An alternative latinization of the name is Malcev (or Mal'cev). It is less fashionable now, but most of the literature uses that spelling.

  1. No. The Heisenberg group $[a,b]=c$, $c$ central is a 3-dimensional algebraic group with has canonical expression $a^nb^mc^p$, but quartic growth. Since $b^na^n=a^nb^nc^{-n^2}$, an expression of word length $N$ is expressible in the canonical coordinates bounded by $(n,m,p)\le(N,N,N^2)$, so at most quartic growth. A lower bound can be achieved by expressing the exponent of $c$ in binary. If the word growth of a group matches its algebraic dimension, it is abelian.

  2. I think so. I imagine that one proves the theorem by showing that the quotient of a finitely generated torsion-free nilpotent group by its center is again torsion-free.

  3. Yes. Even if the above approach fails, I think it should be possible to induct by considering the abelianization. This is not torsion-free, but it has a finite index subgroup which is. So a finitely-generated torsion-free nilpotent group contains a finite index subgroup (whose image in the abelianization is torsion-free) that is an extension of a torsion-free abelian group by a group of smaller nilpotence length.
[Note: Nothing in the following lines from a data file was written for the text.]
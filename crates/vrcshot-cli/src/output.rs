use anyhow::{Result, bail};
use chrono::{NaiveDate, NaiveDateTime};

use vrcshot_engine::PhotoGroup;
use vrcshot_types::format_store_timestamp;

/// Parse a window bound: either a full `YYYY-MM-DD HH:MM:SS` timestamp or a
/// bare date. A bare date means start-of-day for `--since` and end-of-day for
/// `--until`.
pub fn parse_window_bound(raw: &str, end_of_day: bool) -> Result<NaiveDateTime> {
    if let Ok(ts) = vrcshot_types::parse_store_timestamp(raw) {
        return Ok(ts);
    }
    if let Ok(date) = NaiveDate::parse_from_str(raw, "%Y-%m-%d") {
        let ts = if end_of_day {
            date.and_hms_opt(23, 59, 59)
        } else {
            date.and_hms_opt(0, 0, 0)
        };
        return Ok(ts.expect("constant time components are valid"));
    }
    bail!("Invalid time \"{}\": expected YYYY-MM-DD or YYYY-MM-DD HH:MM:SS", raw);
}

pub fn render_groups_plain(groups: &[PhotoGroup]) {
    if groups.is_empty() {
        println!("No sessions or photos in this window.");
        return;
    }

    for group in groups {
        match &group.session {
            None => println!("(no session)  {} photo(s)", group.photos.len()),
            Some(session) => {
                let name = session
                    .world_name
                    .clone()
                    .unwrap_or_else(|| session.world_id.to_string());
                let instance = session
                    .instance_id
                    .as_ref()
                    .map(|i| format!(" #{}", i.as_str()))
                    .unwrap_or_default();
                println!(
                    "{}  {}{}  {} photo(s)",
                    format_store_timestamp(session.joined_at),
                    name,
                    instance,
                    group.photos.len()
                );
            }
        }
        for photo in &group.photos {
            println!(
                "    {}  {}x{}  {}",
                format_store_timestamp(photo.taken_at),
                photo.width,
                photo.height,
                photo.photo_path
            );
        }
    }
}

pub fn render_json<T: serde::Serialize>(value: &T) -> Result<()> {
    println!("{}", serde_json::to_string_pretty(value)?);
    Ok(())
}

#[cfg(test)]
mod tests {
    use super::*;

    #[test]
    fn test_parse_window_bound_full_timestamp() {
        let ts = parse_window_bound("2024-01-15 10:00:00", false).unwrap();
        assert_eq!(format_store_timestamp(ts), "2024-01-15 10:00:00");
    }

    #[test]
    fn test_parse_window_bound_bare_date() {
        let since = parse_window_bound("2024-01-15", false).unwrap();
        assert_eq!(format_store_timestamp(since), "2024-01-15 00:00:00");

        let until = parse_window_bound("2024-01-15", true).unwrap();
        assert_eq!(format_store_timestamp(until), "2024-01-15 23:59:59");
    }

    #[test]
    fn test_parse_window_bound_rejects_garbage() {
        assert!(parse_window_bound("yesterday", false).is_err());
        assert!(parse_window_bound("2024-13-01", false).is_err());
    }
}
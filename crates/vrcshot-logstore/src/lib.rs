// Append-only raw log line ledger
// The durable source of truth; the SQLite index is derived from it

mod error;
mod partition;
mod store;

pub use error::{Error, Result};
pub use partition::{MonthKey, PartitionFile};
pub use store::{AppendOutcome, ImportOutcome, LineCursor, LogStore, RawLogLine};
//! Session management
//!
//! Two cookies, no server-side session storage. Both travel through a
//! [`PrivateCookieJar`], so the browser sees only encrypted values:
//! - `session`: the authenticated profile
//! - `oauth_state`: the pending login's anti-forgery state

use axum_extra::extract::PrivateCookieJar;
use axum_extra::extract::cookie::{Cookie, Key, SameSite};
use base64::{Engine as _, engine::general_purpose::URL_SAFE_NO_PAD};
use chrono::{DateTime, Duration, Utc};
use rand::RngCore;
use serde::{Deserialize, Serialize};

use super::profile::UserProfile;
use crate::config::AuthConfig;
use crate::error::AppError;

pub const SESSION_COOKIE: &str = "session";
pub const STATE_COOKIE: &str = "oauth_state";

/// Shortest secret accepted for deriving the cookie key
pub const MIN_SECRET_BYTES: usize = 32;

/// Longest cookie lifetime browsers honour (400 days)
pub const MAX_COOKIE_AGE_SECONDS: i64 = 400 * 24 * 60 * 60;

const STATE_TOKEN_BYTES: usize = 32;

/// User session data
///
/// Stored in a private cookie. Holds the full profile, credentials
/// included, so the cookie must never be readable by the browser.
#[derive(Debug, Clone, Serialize, Deserialize)]
pub struct Session {
    pub profile: UserProfile,
    /// When session was created
    pub created_at: DateTime<Utc>,
    /// When session expires
    pub expires_at: DateTime<Utc>,
}

impl Session {
    /// Check if session is expired
    pub fn is_expired(&self) -> bool {
        self.expires_at < Utc::now()
    }
}

/// A login that has been sent to the provider and not yet called back
#[derive(Debug, Clone, PartialEq, Eq, Serialize, Deserialize)]
pub struct PendingLogin {
    /// Anti-forgery state token sent as `state=`
    pub state: String,
    pub provider: String,
    pub expires_at: DateTime<Utc>,
}

impl PendingLogin {
    pub fn is_expired(&self) -> bool {
        self.expires_at < Utc::now()
    }

    /// Whether a callback's `state` and provider belong to this login
    pub fn matches(&self, provider: &str, state: &str) -> bool {
        !self.is_expired() && self.provider == provider && self.state == state
    }
}

/// Cookie policy, fixed at startup
#[derive(Debug, Clone)]
pub struct SessionPolicy {
    pub secret: String,
    /// Session lifetime in seconds
    pub max_age: i64,
    /// Pending login lifetime in seconds
    pub state_max_age: i64,
    pub path: &'static str,
    pub http_only: bool,
    pub secure: bool,
}

impl SessionPolicy {
    pub fn from_config(auth: &AuthConfig) -> Self {
        Self {
            secret: auth.session_secret.clone(),
            max_age: auth.session_max_age,
            state_max_age: auth.state_max_age,
            path: "/",
            http_only: true,
            secure: auth.production,
        }
    }
}

/// Builds and reads the session and state cookies
pub struct SessionStore {
    policy: SessionPolicy,
    key: Key,
}

impl SessionStore {
    /// # Errors
    /// `AppError::Config` for a secret shorter than [`MIN_SECRET_BYTES`]
    /// or a lifetime outside `1..=MAX_COOKIE_AGE_SECONDS`
    pub fn new(policy: SessionPolicy) -> Result<Self, AppError> {
        if policy.secret.as_bytes().len() < MIN_SECRET_BYTES {
            return Err(AppError::Config(format!(
                "session secret must be at least {} bytes",
                MIN_SECRET_BYTES
            )));
        }

        for (name, seconds) in [
            ("session max age", policy.max_age),
            ("state max age", policy.state_max_age),
        ] {
            if !(1..=MAX_COOKIE_AGE_SECONDS).contains(&seconds) {
                return Err(AppError::Config(format!(
                    "{name} must be between 1 and {MAX_COOKIE_AGE_SECONDS} seconds"
                )));
            }
        }

        let key = Key::derive_from(policy.secret.as_bytes());
        Ok(Self { policy, key })
    }

    pub fn policy(&self) -> &SessionPolicy {
        &self.policy
    }

    /// Key the private cookie jar encrypts with
    pub fn key(&self) -> &Key {
        &self.key
    }

    /// Create a fresh session for a just-authenticated profile
    pub fn start_session(&self, profile: UserProfile) -> Session {
        let now = Utc::now();
        Session {
            profile,
            created_at: now,
            expires_at: now + Duration::seconds(self.policy.max_age),
        }
    }

    /// Build the `session` cookie for a session
    ///
    /// The value is plain JSON; adding it to a [`PrivateCookieJar`]
    /// encrypts it.
    pub fn session_cookie(&self, session: &Session) -> Result<Cookie<'static>, AppError> {
        let payload = serde_json::to_string(session).map_err(|e| AppError::Internal(e.into()))?;
        Ok(self.cookie(SESSION_COOKIE, payload, self.policy.max_age))
    }

    /// Current session, if the request carries a valid one
    ///
    /// Missing, tampered, undecodable and expired cookies all yield `None`.
    pub fn load(&self, jar: &PrivateCookieJar) -> Option<Session> {
        let cookie = jar.get(SESSION_COOKIE)?;
        let session: Session = match serde_json::from_str(cookie.value()) {
            Ok(session) => session,
            Err(error) => {
                tracing::debug!(%error, "Discarding unreadable session cookie");
                return None;
            }
        };

        if session.is_expired() {
            tracing::debug!(provider = %session.profile.provider, "Session expired");
            return None;
        }
        Some(session)
    }

    /// Start a login: new state token plus the cookie that remembers it
    pub fn begin_login(&self, provider: &str) -> Result<(PendingLogin, Cookie<'static>), AppError> {
        let pending = PendingLogin {
            state: generate_state_token(),
            provider: provider.to_string(),
            expires_at: Utc::now() + Duration::seconds(self.policy.state_max_age),
        };
        let payload = serde_json::to_string(&pending).map_err(|e| AppError::Internal(e.into()))?;
        let cookie = self.cookie(STATE_COOKIE, payload, self.policy.state_max_age);
        Ok((pending, cookie))
    }

    /// The pending login recorded in the request's state cookie
    pub fn pending_login(&self, jar: &PrivateCookieJar) -> Option<PendingLogin> {
        let cookie = jar.get(STATE_COOKIE)?;
        match serde_json::from_str(cookie.value()) {
            Ok(pending) => Some(pending),
            Err(error) => {
                tracing::debug!(%error, "Discarding unreadable state cookie");
                None
            }
        }
    }

    /// Removal cookie for the session
    pub fn clear_session_cookie(&self) -> Cookie<'static> {
        self.removal_cookie(SESSION_COOKIE)
    }

    /// Removal cookie for the pending login
    pub fn clear_state_cookie(&self) -> Cookie<'static> {
        self.removal_cookie(STATE_COOKIE)
    }

    fn cookie(&self, name: &'static str, value: String, max_age: i64) -> Cookie<'static> {
        Cookie::build((name, value))
            .path(self.policy.path)
            .http_only(self.policy.http_only)
            .secure(self.policy.secure)
            .same_site(SameSite::Lax)
            .max_age(time::Duration::seconds(max_age))
            .build()
    }

    fn removal_cookie(&self, name: &'static str) -> Cookie<'static> {
        let mut cookie = Cookie::build((name, ""))
            .path(self.policy.path)
            .http_only(self.policy.http_only)
            .secure(self.policy.secure)
            .same_site(SameSite::Lax)
            .build();
        cookie.make_removal();
        cookie
    }
}

fn generate_state_token() -> String {
    let mut bytes = [0_u8; STATE_TOKEN_BYTES];
    rand::thread_rng().fill_bytes(&mut bytes);
    URL_SAFE_NO_PAD.encode(bytes)
}
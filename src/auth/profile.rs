//! Normalized user profile
//!
//! What a provider hands back after a successful exchange, split into the
//! parts that may be shown to the user and the credentials that may not.

use chrono::{DateTime, Utc};
use serde::{Deserialize, Serialize};

/// Provider-agnostic identity fields
///
/// Safe to render and to log.
#[derive(Debug, Clone, Default, PartialEq, Eq, Serialize, Deserialize)]
pub struct DisplayProfile {
    pub user_id: String,
    pub name: Option<String>,
    pub first_name: Option<String>,
    pub last_name: Option<String>,
    pub nickname: Option<String>,
    pub email: Option<String>,
    pub avatar_url: Option<String>,
    pub location: Option<String>,
    pub description: Option<String>,
}

/// Tokens issued by the provider
#[derive(Clone, Default, PartialEq, Eq, Serialize, Deserialize)]
pub struct Credentials {
    pub access_token: String,
    pub refresh_token: Option<String>,
    pub expires_at: Option<DateTime<Utc>>,
}

impl std::fmt::Debug for Credentials {
    fn fmt(&self, f: &mut std::fmt::Formatter<'_>) -> std::fmt::Result {
        f.debug_struct("Credentials")
            .field("access_token", &"[redacted]")
            .field(
                "refresh_token",
                &self.refresh_token.as_ref().map(|_| "[redacted]"),
            )
            .field("expires_at", &self.expires_at)
            .finish()
    }
}

/// Authenticated user profile
///
/// Produced per successful callback and held only inside the encrypted
/// session cookie.
#[derive(Debug, Clone, PartialEq, Eq, Serialize, Deserialize)]
pub struct UserProfile {
    /// Provider name, e.g. "google"
    pub provider: String,
    pub display: DisplayProfile,
    pub credentials: Credentials,
}

impl UserProfile {
    /// Best label for greeting the user
    pub fn label(&self) -> &str {
        self.display
            .name
            .as_deref()
            .or(self.display.nickname.as_deref())
            .or(self.display.email.as_deref())
            .unwrap_or(&self.display.user_id)
    }
}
  4. I'm not sure I understand this question, but I think the example of the Heisenberg group should answer it. It is three dimensional, with generators $a,b,c$. If you throw out any of them, the remaining two generate a subgroup containing the center $c$. In particular, $a$ and $b$ alone generate the group, just with more complicated expressions for the elements. More generally, integral matrices that are upper triangular and 1s on the diagonal give accessible examples of torsion-free nilpotent groups.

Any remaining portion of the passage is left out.